Problem to work on => Search the material below for the string "DateTime" and extract each line that has it.

Source information =>
//! `ObservationStore`: a bounded ring buffer of raw tool/adapter
//! observations, kept for debugging rather than audit. Payloads are
//! truncated before being retained so one noisy tool call can't blow
//! out memory.

use std::collections::VecDeque;
use std::sync::Mutex;

use chrono::{DateTime, Utc};

const MAX_PAYLOAD_CHARS: usize = 20_000;

#[derive(Debug, Clone)]
pub struct Observation {
    pub timestamp: DateTime<Utc>,
    pub source: String,
    pub payload: String,
    pub truncated: bool,
}

pub struct ObservationStore {
    capacity: usize,
    ring: Mutex<VecDeque<Observation>>,
}

impl ObservationStore {
    pub fn new(capacity: usize) -> Self {
        Self {
            capacity,
            ring: Mutex::new(VecDeque::with_capacity(capacity)),
        }
    }

    pub fn push(&self, source: &str, payload: &str) {
        let truncated = payload.chars().count() > MAX_PAYLOAD_CHARS;
        let stored_payload: String = if truncated {
            payload.chars().take(MAX_PAYLOAD_CHARS).collect()
        } else {
            payload.to_string()
        };

        let observation = Observation {
            timestamp: Utc::now(),
            source: source.to_string(),
            payload: stored_payload,
            truncated,
        };

        let mut ring = self.ring.lock().unwrap_or_else(std::sync::PoisonError::into_inner);
        if ring.len() >= self.capacity {
            ring.pop_front();
        }
        ring.push_back(observation);
    }

    pub fn recent(&self, limit: usize) -> Vec<Observation> {
        let ring = self.ring.lock().unwrap_or_else(std::sync::PoisonError::into_inner);
        ring.iter().rev().take(limit).cloned().collect()
    }

    pub fn len(&self) -> usize {
        self.ring.lock().unwrap_or_else(std::sync::PoisonError::into_inner).len()
    }

    pub fn is_empty(&self) -> bool {
        self.len() == 0
    }
}

#[cfg(test)]
mod tests {
    use super::*;

    #[test]
    fn ring_evicts_oldest_once_at_capacity() {
        let store = ObservationStore::new(2);
        store.push("a", "one");
        store.push("b", "two");
        store.push("c", "three");
        assert_eq!(store.len(), 2);
        let recent = store.recent(10);
        assert_eq!(recent[0].source, "c");
        assert_eq!(recent[1].source, "b");
    }

    #[test]
    fn oversized_payload_is_truncated_and_flagged() {
        let store = ObservationStore::new(4);
        let big = "x".repeat(MAX_PAYLOAD_CHARS + 500);
        store.push("tool", &big);
        let recent = store.recent(1);
        assert!(recent[0].truncated);
        assert_eq!(recent[0].payload.chars().count(), MAX_PAYLOAD_CHARS);
    }
}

Answer below =>
use chrono::{DateTime, Utc};
    pub timestamp: DateTime<Utc>,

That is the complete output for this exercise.